Dans l’insouciance de leur jeunesse, Joseph et Michel, deux frangins, foncent en mobylette dans les rues de Liévin. C’est le lendemain de Noël, il fait froid, et « Jojo » savoure une trêve bienvenue qui lui fait oublier durant quelques jours le quotidien d’un mineur : le danger, la crasse, le bruit, la chaleur de la mine. Michel, lui, a opté pour la mécanique. Mais son frère le pousse pour que, lui aussi, descende au fond. Premières pourvoyeuses d’emplois, les Houillères sont incontournables et limitent singulièrement l’horizon de la jeunesse du coin.
27 décembre : reprise du travail. À 6h19, de la fosse 3-3 bis, surgit une énorme explosion. 42 mineurs sont tués. C’est la plus grande catastrophe minière de l’après-guerre, en France. Affolées, les familles se rendent sur les lieux du drame, terrifiées à l’idée de reconnaître un corps, ou d’entendre leur nom sur la liste des tués. Quelques jours après le drame, Joseph, touché à la tête, succombe à son tour. Michel est dévasté. Lors des commémorations, les ministres et les hauts-fonctionnaires passent une heure ou deux, puis repartent à Paris ; Jacques Chirac, le premier Ministre, assure son soutien total aux familles endeuillées et promet un avenir radieux aux charbonnages de France. Tu parles ! Des années après, la mine lui aura tout pris : ses rêves, sa famille, ses amis : silicosés, épuisés, envolés. Dans sa lettre d’adieu, son père lui confie une mission : venger les 42 morts et, à travers eux, tous ceux que la mine a détruits. La vengeance aura une cible : Dravelle, le contremaître, le porion, le petit chef, le salaud. Celui qui aurait dû sécuriser les galeries et ne l’a pas fait, sur l’autel du profit.

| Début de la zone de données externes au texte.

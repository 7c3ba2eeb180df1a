//! # sdsc-rt - Lightweight Erlang-Actor Model Runtime
//!
//! High-performance actor system with zero-cost abstractions, compile-time type safety,
//! and BEAM-inspired supervision for building fault-tolerant concurrent applications.
//!
//! # Quick Start
//!
//! ```rust,ignore
//! use sdsc_rt::prelude::*;
//! use async_trait::async_trait;
//!
//! // 1. Define your message type
//! #[derive(Debug, Clone)]
//! enum CounterMsg {
//!     Increment,
//!     GetCount(tokio::sync::oneshot::Sender<u64>),
//! }
//!
//! impl Message for CounterMsg {
//!     const MESSAGE_TYPE: &'static str = "counter";
//! }
//!
//! // 2. Define your actor
//! struct CounterActor {
//!     count: u64,
//! }
//!
//! // 3. Implement the Actor trait
//! #[async_trait]
//! impl Actor for CounterActor {
//!     type Message = CounterMsg;
//!     type Error = std::io::Error;
//!     
//!     async fn handle_message<B: MessageBroker<Self::Message>>(
//!         &mut self,
//!         msg: Self::Message,
//!         ctx: &mut ActorContext<Self::Message, B>,
//!     ) -> Result<(), Self::Error> {
//!         match msg {
//!             CounterMsg::Increment => self.count += 1,
//!             CounterMsg::GetCount(reply) => {
//!                 let _ = reply.send(self.count);
//!             }
//!         }
//!         Ok(())
//!     }
//! }
//!
//! // 4. Spawn and use your actor
//! #[tokio::main]
//! async fn main() -> Result<(), Box<dyn std::error::Error>> {
//!     let system = ActorSystem::new(SystemConfig::default());
//!     let actor = CounterActor { count: 0 };
//!     let address = system.spawn(actor).await?;
//!     
//!     // Send messages
//!     system.send(address, CounterMsg::Increment).await?;
//!     
//!     Ok(())
//! }
//! ```
//!
//! # Core Features
//!
//! ## Zero-Cost Abstractions
//! - **Generic constraints** instead of trait objects (§6.2)
//! - **Compile-time dispatch** via monomorphization
//! - **No heap allocations** for message passing (stack-based envelopes)
//! - **Performance**: ~625ns actor spawn, 31.5ns/message, 4.7M msgs/sec throughput
//!
//! ## Type Safety
//! - **Compile-time message type verification** via `Message` trait
//! - **Associated types** prevent runtime type errors
//! - **No `dyn` traits** in public APIs (except where explicitly needed)
//! - **Generic `MessageBroker<M>`** ensures type-safe routing
//!
//! ## High Performance
//! - **10,000+ concurrent actors** with linear scaling
//! - **4.7M messages/sec** throughput (4.7x target)
//! - **Lock-free operations** where possible (DashMap registry, atomic counters)
//! - **Async/await** with Tokio runtime
//!
//! # Performance Characteristics
//!
//! Based on RT-TASK-008 baseline measurements (Oct 16, 2025):
//!
//! - **Actor spawn**: ~625ns (single), ~681ns/actor (batch of 10)
//! - **Message creation**: ~737ns (with envelope and metadata)
//! - **Message processing**: ~31.5ns/message (direct actor handling)
//! - **Broker routing**: ~212ns/message (registry lookup + mailbox send)
//! - **Mailbox operations**: ~182ns/message (bounded mailbox with metrics)
//! - **Message throughput**: ~4.7M messages/sec (4.7x target of 1M/sec)
//! - **Scaling**: Linear with 6% overhead (1→50 actors)
//!
//! Source: `BENCHMARKING.md` §6.1-§6.3
//!
//! # Module Organization
//!
//! ## Core Actor System
//! - [`actor`] - Actor trait, lifecycle, and context for message handling
//! - [`message`] - Message trait, envelopes, and priority system
//! - [`mailbox`] - Message queuing with backpressure control
//! - [`broker`] - Message routing and pub/sub infrastructure
//!
//! ## Infrastructure
//! - [`system`] - ActorSystem configuration and management
//! - [`util`] - Utilities (ActorAddress, ActorId, MessageId)
//!
//! # Architecture Principles
//!
//! ## Separation of Concerns (§4.3)
//! - **Actor**: Defines message handling logic only
//! - **Message**: Defines message type and metadata
//! - **Mailbox**: Manages message queuing and backpressure
//! - **Broker**: Routes messages between actors (hidden from actors)
//!
//! ## Dependency Injection 
//! - Generic `MessageBroker<M>` parameter in `ActorContext`
//! - Allows testing with mock brokers
//! - Enables different broker implementations
//!
//! ## YAGNI Principles (§6.1)
//! - Build only what's needed for current requirements
//! - Avoid speculative generalization
//! - Simple solutions first, complexity when proven necessary
//!
//! # Standards Compliance
//!
//! This crate follows strict workspace standards documented in memory bank:
//! - **§2.1**: 3-layer import organization (std → third-party → internal)
//! - **§3.2**: chrono DateTime<Utc> for all timestamps
//! - **§4.3**: Module architecture (mod.rs only declarations)
//! - **§6.2**: Avoid `dyn` patterns (prefer generic constraints)
//! - **§7.2-§7.3**: Professional documentation (Diátaxis framework)
//! - **Microsoft Rust Guidelines**: Complete compliance (AI-optimized, type hierarchies)
//!
//! # See Also
//!
//! - [Erlang/OTP Documentation](https://www.erlang.org/doc/) - Inspiration for supervision
//! - [Actor Model (Wikipedia)](https://en.wikipedia.org/wiki/Actor_model) - Theoretical foundation
//! - Memory Bank: `.copilot/memory_bank/sub_projects/sdsc-rt/` - Architecture decisions

pub mod actor;
pub mod broker;
pub mod mailbox;
pub mod message;
pub mod system;
pub mod util;

// Re-export commonly used types
pub use actor::{Actor, ActorContext, ActorLifecycle, ActorState, ErrorAction};
pub use broker::{ActorRegistry, BrokerError, InMemoryMessageBroker, MessageBroker, PoolStrategy};
pub use mailbox::{
    BackpressureStrategy, BoundedMailbox, BoundedMailboxSender, MailboxReceiver, MailboxSender,
};
pub use message::{Message, MessageEnvelope, MessagePriority};
pub use system::{ActorSpawnBuilder, ActorSystem, SystemConfig, SystemError};
pub use util::{ActorAddress, ActorId, MessageId};
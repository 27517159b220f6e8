mod monitor;
mod network;
mod probe;

use anyhow::Context;
use config::{locate_config, read_config, Backend, ConfigError};
use env_logger::{Builder, Env, Target};
use log::{error, info};
use monitor::Monitor;
use network::{NmCli, WpaCli};
use probe::PingProber;
use std::env;
use std::sync::mpsc::channel;

fn main() {
    log_panics::init();
    Builder::from_env(Env::default().default_filter_or("info"))
        .target(Target::Stdout)
        .init();

    if let Err(e) = run() {
        error!("{e:#}");
        std::process::exit(1);
    }
}

fn run() -> anyhow::Result<()> {
    let config_arg = env::args().nth(1);
    let config_file_path = locate_config(config_arg.as_deref())?;
    let config = read_config(&config_file_path)
        .with_context(|| format!("Could not load '{}'", config_file_path.display()))?;
    info!("Config file loaded from: \"{}\"", config_file_path.display());

    let settings = config.monitor_settings()?;
    info!("Monitor: {settings}");

    let profiles = match config.network_profiles() {
        Ok(profiles) => {
            for (role, profile) in profiles.by_priority() {
                info!("{role} network: {profile}");
            }
            Some(profiles.clone())
        }
        Err(ConfigError::Missing(_)) => {
            info!("No [networks] configured, scan results will not be matched to profiles");
            None
        }
        Err(e) => {
            // The OS still picks networks by whatever priorities were provisioned
            error!("{:#}", anyhow::Error::from(e));
            config.networks.clone()
        }
    };

    let (tx, rx) = channel();
    ctrlc::set_handler(move || {
        let _ = tx.send(());
    })
    .context("Error setting termination signal handler")?;

    let prober = PingProber::new(&settings);
    match settings.backend {
        Backend::WpaCli => {
            let network = WpaCli::new(&settings.interface);
            Monitor::new(settings, profiles, prober, network, rx).run()
        }
        Backend::NetworkManager => {
            let network = NmCli::new(&settings.interface);
            Monitor::new(settings, profiles, prober, network, rx).run()
        }
    }

    Ok(())
}
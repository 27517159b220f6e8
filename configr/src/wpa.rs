use data_model::NetworkProfiles;
use std::fmt::Write as _;
use std::fs;
use std::io::{self, Write};
use std::os::unix::fs::OpenOptionsExt;
use std::path::Path;

const HEADER: &str = "ctrl_interface=DIR=/var/run/wpa_supplicant GROUP=netdev\nupdate_config=1\n";

/// SSIDs wpa_supplicant cannot read back from a quoted string are written as hex
fn ssid_value(ssid: &str) -> String {
    if ssid.chars().all(|c| c.is_ascii_graphic() || c == ' ') && !ssid.contains('"') {
        format!("\"{ssid}\"")
    } else {
        ssid.bytes().fold(String::new(), |mut hex, byte| {
            let _ = write!(hex, "{byte:02x}");
            hex
        })
    }
}

/// A complete wpa_supplicant.conf, one network block per profile, highest priority first
pub(crate) fn render(profiles: &NetworkProfiles, country: Option<&str>) -> String {
    let mut conf = String::from(HEADER);
    if let Some(country) = country {
        let _ = writeln!(conf, "country={country}");
    }

    for (role, profile) in profiles.by_priority() {
        let _ = writeln!(conf, "\n# {role}");
        conf.push_str("network={\n");
        let _ = writeln!(conf, "\tssid={}", ssid_value(&profile.ssid));
        if profile.is_open() {
            conf.push_str("\tkey_mgmt=NONE\n");
        } else {
            let _ = writeln!(conf, "\tpsk=\"{}\"", profile.secret);
        }
        let _ = writeln!(conf, "\tpriority={}", profile.priority);
        conf.push_str("}\n");
    }

    conf
}

/// Write the config readable by root only, it holds the passphrases
pub(crate) fn write(path: &Path, contents: &str) -> io::Result<()> {
    let mut file = fs::OpenOptions::new()
        .write(true)
        .create(true)
        .truncate(true)
        .mode(0o600)
        .open(path)?;
    file.write_all(contents.as_bytes())
}

#[cfg(test)]
mod test {
    use super::*;
    use data_model::NetworkProfile;
    use std::os::unix::fs::PermissionsExt;

    fn profiles() -> NetworkProfiles {
        NetworkProfiles {
            primary: NetworkProfile {
                ssid: "Booth".into(),
                secret: "boothpass123".into(),
                priority: 10,
            },
            fallback: NetworkProfile {
                ssid: "Hotspot".into(),
                secret: String::new(),
                priority: 5,
            },
        }
    }

    #[test]
    fn renders_blocks_by_priority() {
        let conf = render(&profiles(), Some("FR"));
        assert_eq!(
            conf,
            "ctrl_interface=DIR=/var/run/wpa_supplicant GROUP=netdev\n\
             update_config=1\n\
             country=FR\n\
             \n\
             # primary\n\
             network={\n\
             \tssid=\"Booth\"\n\
             \tpsk=\"boothpass123\"\n\
             \tpriority=10\n\
             }\n\
             \n\
             # fallback\n\
             network={\n\
             \tssid=\"Hotspot\"\n\
             \tkey_mgmt=NONE\n\
             \tpriority=5\n\
             }\n"
        );
    }

    #[test]
    fn no_country_line_without_country() {
        assert!(!render(&profiles(), None).contains("country="));
    }

    #[test]
    fn quoted_secret_stays_on_its_line() {
        let mut profiles = profiles();
        profiles.primary.secret = "say \"cheese\"!".into();
        assert_eq!(profiles.validate(), Ok(()));

        let conf = render(&profiles, None);
        assert!(conf.contains("\n\tpsk=\"say \"cheese\"!\"\n"));
        assert_eq!(conf.matches("network={").count(), 2);
    }

    #[test]
    fn unusual_ssid_written_as_hex() {
        assert_eq!(ssid_value("Café"), "436166c3a9");
        assert_eq!(ssid_value("a\"b"), "612262");
        assert_eq!(ssid_value("My Booth"), "\"My Booth\"");
    }

    #[test]
    fn written_private() {
        let dir = tempfile::tempdir().unwrap();
        let path = dir.path().join("wpa_supplicant.conf");
        write(&path, &render(&profiles(), None)).unwrap();

        let mode = fs::metadata(&path).unwrap().permissions().mode();
        assert_eq!(mode & 0o777, 0o600);
        assert!(fs::read_to_string(&path).unwrap().contains("priority=10"));
    }
}
//! Starts the photo booth on a fresh desktop session: prepare the display, start the
//! web app, wait until it answers, then become the kiosk browser.

mod display;
mod launcher;

use anyhow::Context;
use config::{locate_config, read_config};
use env_logger::{Builder, Env, Target};
use launcher::ReadinessPolicy;
use log::{error, info, warn};
use std::env;
use std::thread;

fn main() {
    log_panics::init();
    Builder::from_env(Env::default().default_filter_or("info"))
        .target(Target::Stdout)
        .init();

    if let Err(e) = run() {
        error!("{e:#}");
        std::process::exit(1);
    }
}

fn run() -> anyhow::Result<()> {
    let config_arg = env::args().nth(1);
    let config_file_path = locate_config(config_arg.as_deref())?;
    let config = read_config(&config_file_path)
        .with_context(|| format!("Could not load '{}'", config_file_path.display()))?;
    info!("Config file loaded from: \"{}\"", config_file_path.display());

    let settings = config.kiosk_settings()?;
    let display = env::var("DISPLAY").unwrap_or_else(|_| settings.display.clone());

    info!(
        "Waiting {}s for the display server on {display}",
        settings.display_wait.as_secs()
    );
    thread::sleep(settings.display_wait);

    display::prepare_display(&settings, &display);

    let mut app = launcher::start_app(&settings, &display).context("Could not start the web app")?;

    let policy = ReadinessPolicy::from(&settings);
    let ready = launcher::wait_ready(&settings.url, &policy, || {
        app.try_wait().ok().flatten()
    });

    if let Err(e) = ready {
        if let Err(kill_error) = app.kill() {
            warn!("Could not stop the web app: {kill_error}");
        }
        let _ = app.wait();
        return Err(e).context("Not opening the browser");
    }

    // the web app keeps running after this process is replaced
    let e = launcher::exec_browser(&settings, &display);
    Err(e).with_context(|| format!("Could not start '{}'", settings.browser))
}
use data_model::NetworkProfile;
use log::{debug, info};
use std::io;
use std::process::Command;

/// Arguments for `nmcli` creating a connection for this profile. NetworkManager ranks
/// candidate connections by `connection.autoconnect-priority`.
pub(crate) fn add_args(profile: &NetworkProfile, interface: &str) -> Vec<String> {
    let mut args: Vec<String> = [
        "connection",
        "add",
        "type",
        "wifi",
        "ifname",
        interface,
        "con-name",
        profile.ssid.as_str(),
        "ssid",
        profile.ssid.as_str(),
        "connection.autoconnect",
        "yes",
        "connection.autoconnect-priority",
    ]
    .iter()
    .map(|arg| arg.to_string())
    .collect();
    args.push(profile.priority.to_string());

    if !profile.is_open() {
        args.extend(
            ["wifi-sec.key-mgmt", "wpa-psk", "wifi-sec.psk", profile.secret.as_str()]
                .iter()
                .map(|arg| arg.to_string()),
        );
    }

    args
}

/// Replace any existing connection of the same name with one built from the profile
pub(crate) fn provision(profile: &NetworkProfile, interface: &str) -> io::Result<()> {
    // absent on first provisioning
    let deleted = Command::new("nmcli")
        .args(["connection", "delete", "id", &profile.ssid])
        .output()?;
    if deleted.status.success() {
        debug!("Removed previous connection '{}'", profile.ssid);
    }

    let output = Command::new("nmcli")
        .args(add_args(profile, interface))
        .output()?;
    if !output.status.success() {
        return Err(io::Error::new(
            io::ErrorKind::Other,
            format!(
                "nmcli could not add '{}': {}",
                profile.ssid,
                String::from_utf8_lossy(&output.stderr).trim()
            ),
        ));
    }

    info!("Added NetworkManager connection for {profile}");
    Ok(())
}

#[cfg(test)]
mod test {
    use super::*;

    #[test]
    fn secured_profile() {
        let profile = NetworkProfile {
            ssid: "Booth".into(),
            secret: "boothpass123".into(),
            priority: 10,
        };
        let args = add_args(&profile, "wlan0");
        assert_eq!(
            args,
            vec![
                "connection",
                "add",
                "type",
                "wifi",
                "ifname",
                "wlan0",
                "con-name",
                "Booth",
                "ssid",
                "Booth",
                "connection.autoconnect",
                "yes",
                "connection.autoconnect-priority",
                "10",
                "wifi-sec.key-mgmt",
                "wpa-psk",
                "wifi-sec.psk",
                "boothpass123",
            ]
        );
    }

    #[test]
    fn open_profile_has_no_security() {
        let profile = NetworkProfile {
            ssid: "Hotspot".into(),
            secret: String::new(),
            priority: 5,
        };
        let args = add_args(&profile, "wlan0");
        assert_eq!(args.last().map(String::as_str), Some("5"));
        assert!(!args.iter().any(|arg| arg.starts_with("wifi-sec")));
    }
}
use anyhow::Result;
use chrono::{DateTime, Utc};
use sqlx::PgPool;
use std::sync::Arc;
use uuid::Uuid;

use crate::domain::{
    Booking, BookingStatus, BookingStore, Credential, CredentialStore, InsertOutcome, User,
};

#[derive(sqlx::FromRow)]
struct UserRow {
    id: Uuid,
    username: String,
    display_name: String,
    created_at: DateTime<Utc>,
}

impl From<UserRow> for User {
    fn from(r: UserRow) -> Self {
        User {
            id: r.id,
            username: r.username,
            display_name: r.display_name,
            created_at: r.created_at,
        }
    }
}

#[derive(sqlx::FromRow)]
struct CredentialRow {
    id: Vec<u8>,
    user_id: Uuid,
    public_key: Vec<u8>,
    sign_count: i64,
    backup_eligible: bool,
    backup_state: bool,
    created_at: DateTime<Utc>,
}

impl TryFrom<CredentialRow> for Credential {
    type Error = anyhow::Error;

    fn try_from(r: CredentialRow) -> Result<Self> {
        Ok(Credential {
            id: r.id,
            user_id: r.user_id,
            public_key: r.public_key,
            sign_count: u32::try_from(r.sign_count)?,
            backup_eligible: r.backup_eligible,
            backup_state: r.backup_state,
            created_at: r.created_at,
        })
    }
}

#[derive(sqlx::FromRow)]
struct BookingRow {
    id: Uuid,
    user_id: Uuid,
    start_time: DateTime<Utc>,
    end_time: DateTime<Utc>,
    status: String,
    created_at: DateTime<Utc>,
}

impl TryFrom<BookingRow> for Booking {
    type Error = anyhow::Error;

    fn try_from(r: BookingRow) -> Result<Self> {
        Ok(Booking {
            id: r.id,
            user_id: r.user_id,
            start: r.start_time,
            end: r.end_time,
            status: r.status.parse::<BookingStatus>()?,
            created_at: r.created_at,
        })
    }
}

const CREDENTIAL_COLUMNS: &str =
    "id, user_id, public_key, sign_count, backup_eligible, backup_state, created_at";

const BOOKING_COLUMNS: &str = "id, user_id, start_time, end_time, status, created_at";

pub fn create_postgres_repository(pool: PgPool) -> Arc<PostgresRepository> {
    // ---
    Arc::new(PostgresRepository::new(pool))
}

/// Postgres-backed users, credentials and bookings.
pub struct PostgresRepository {
    // ---
    pool: PgPool,
}

impl PostgresRepository {
    // ---
    pub fn new(pool: PgPool) -> Self {
        // ---
        Self { pool }
    }
}

#[async_trait::async_trait]
impl CredentialStore for PostgresRepository {
    // ---
    async fn create_user(&self, user: User) -> Result<InsertOutcome<User>> {
        // ---
        let result = sqlx::query(
            "INSERT INTO users (id, username, display_name, created_at)
             VALUES ($1, $2, $3, $4)
             ON CONFLICT (username) DO NOTHING",
        )
        .bind(user.id)
        .bind(&user.username)
        .bind(&user.display_name)
        .bind(user.created_at)
        .execute(&self.pool)
        .await?;

        if result.rows_affected() == 0 {
            return Ok(InsertOutcome::Duplicate);
        }
        Ok(InsertOutcome::Created(user))
    }

    async fn get_user_by_username(&self, username: &str) -> Result<Option<User>> {
        // ---
        let row = sqlx::query_as::<_, UserRow>(
            "SELECT id, username, display_name, created_at FROM users WHERE username = $1",
        )
        .bind(username)
        .fetch_optional(&self.pool)
        .await?;

        Ok(row.map(User::from))
    }

    async fn get_user_by_id(&self, user_id: Uuid) -> Result<Option<User>> {
        // ---
        let row = sqlx::query_as::<_, UserRow>(
            "SELECT id, username, display_name, created_at FROM users WHERE id = $1",
        )
        .bind(user_id)
        .fetch_optional(&self.pool)
        .await?;

        Ok(row.map(User::from))
    }

    async fn save_credential(&self, credential: Credential) -> Result<()> {
        // ---
        sqlx::query(
            "INSERT INTO credentials
                (id, user_id, public_key, sign_count, backup_eligible, backup_state, created_at)
             VALUES ($1, $2, $3, $4, $5, $6, $7)",
        )
        .bind(&credential.id)
        .bind(credential.user_id)
        .bind(&credential.public_key)
        .bind(i64::from(credential.sign_count))
        .bind(credential.backup_eligible)
        .bind(credential.backup_state)
        .bind(credential.created_at)
        .execute(&self.pool)
        .await?;

        Ok(())
    }

    async fn get_credentials_by_user(&self, user_id: Uuid) -> Result<Vec<Credential>> {
        // ---
        let rows = sqlx::query_as::<_, CredentialRow>(&format!(
            "SELECT {CREDENTIAL_COLUMNS} FROM credentials WHERE user_id = $1 ORDER BY created_at"
        ))
        .bind(user_id)
        .fetch_all(&self.pool)
        .await?;

        rows.into_iter().map(Credential::try_from).collect()
    }

    async fn get_credential_by_id(&self, credential_id: &[u8]) -> Result<Option<Credential>> {
        // ---
        let row = sqlx::query_as::<_, CredentialRow>(&format!(
            "SELECT {CREDENTIAL_COLUMNS} FROM credentials WHERE id = $1"
        ))
        .bind(credential_id)
        .fetch_optional(&self.pool)
        .await?;

        row.map(Credential::try_from).transpose()
    }

    async fn update_sign_count(
        &self,
        credential_id: &[u8],
        sign_count: u32,
        backup_state: bool,
    ) -> Result<()> {
        // ---
        let result =
            sqlx::query("UPDATE credentials SET sign_count = $1, backup_state = $2 WHERE id = $3")
                .bind(i64::from(sign_count))
                .bind(backup_state)
                .bind(credential_id)
                .execute(&self.pool)
                .await?;

        if result.rows_affected() == 0 {
            anyhow::bail!("credential {} does not exist", hex::encode(credential_id));
        }
        Ok(())
    }

    async fn ping(&self) -> Result<()> {
        // ---
        sqlx::query("SELECT 1").execute(&self.pool).await?;
        Ok(())
    }
}

#[async_trait::async_trait]
impl BookingStore for PostgresRepository {
    // ---
    async fn insert_if_free(&self, booking: Booking) -> Result<InsertOutcome<Booking>> {
        // ---
        let mut tx = self.pool.begin().await?;

        // Serializes booking creation per user until commit.
        sqlx::query("SELECT id FROM users WHERE id = $1 FOR UPDATE")
            .bind(booking.user_id)
            .fetch_optional(&mut *tx)
            .await?;

        let conflict: Option<Uuid> = sqlx::query_scalar(
            "SELECT id FROM bookings
             WHERE user_id = $1 AND status = 'active'
               AND start_time < $3 AND end_time > $2
             LIMIT 1",
        )
        .bind(booking.user_id)
        .bind(booking.start)
        .bind(booking.end)
        .fetch_optional(&mut *tx)
        .await?;

        if conflict.is_some() {
            tx.rollback().await?;
            return Ok(InsertOutcome::Duplicate);
        }

        sqlx::query(
            "INSERT INTO bookings (id, user_id, start_time, end_time, status, created_at)
             VALUES ($1, $2, $3, $4, $5, $6)",
        )
        .bind(booking.id)
        .bind(booking.user_id)
        .bind(booking.start)
        .bind(booking.end)
        .bind(booking.status.as_str())
        .bind(booking.created_at)
        .execute(&mut *tx)
        .await?;

        tx.commit().await?;

        Ok(InsertOutcome::Created(booking))
    }

    async fn find_active_at(&self, user_id: Uuid, at: DateTime<Utc>) -> Result<Option<Booking>> {
        // ---
        let row = sqlx::query_as::<_, BookingRow>(&format!(
            "SELECT {BOOKING_COLUMNS} FROM bookings
             WHERE user_id = $1 AND status = 'active'
               AND start_time <= $2 AND end_time >= $2
             ORDER BY start_time DESC
             LIMIT 1"
        ))
        .bind(user_id)
        .bind(at)
        .fetch_optional(&self.pool)
        .await?;

        row.map(Booking::try_from).transpose()
    }

    async fn list_for_user(&self, user_id: Uuid) -> Result<Vec<Booking>> {
        // ---
        let rows = sqlx::query_as::<_, BookingRow>(&format!(
            "SELECT {BOOKING_COLUMNS} FROM bookings WHERE user_id = $1 ORDER BY start_time DESC"
        ))
        .bind(user_id)
        .fetch_all(&self.pool)
        .await?;

        rows.into_iter().map(Booking::try_from).collect()
    }
}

Voici un album d’une grande puissance, que l’on doit à Sorj Chalandon qui a écrit le roman publié en 2017 dont cette histoire est l’adaptation. Œuvre de fiction, elle s’inscrit dans la violence de la vie des mineurs, à 700 mètres de profondeur. Romain Dutter reprend les traits saillants du récit : l’irrémédiable déclin de l’exploitation minière, la fermeture progressive des puits, la misère sociale, la dignité – quoiqu’en partie médiatiquement construite pour mieux faire passer les souffrances – des mineurs, les luttes syndicales, les ambivalences de la gauche politique. Avec une abondante voix-off reprenant le texte de Chalandon, à travers le regard de Michel, un monde disparu revient des tréfonds.
En plusieurs chapitres séparés par de superbes illustrations en noir et blanc, le scénario est tragique, et ne manque pas de rebondissements. Le trait semi-réaliste de Simon Géliot restitue la noirceur des paysages et de la colère qui les habitent. Quelques dominantes permettent de distinguer différentes époques ou différents contextes. Un dossier documentaire consistant en fin d’ouvrage permet d’en savoir davantage sur l’histoire des mineurs, et plus particulièrement de cette catastrophe, dont on commémorera les 50 ans en cette fin d’année.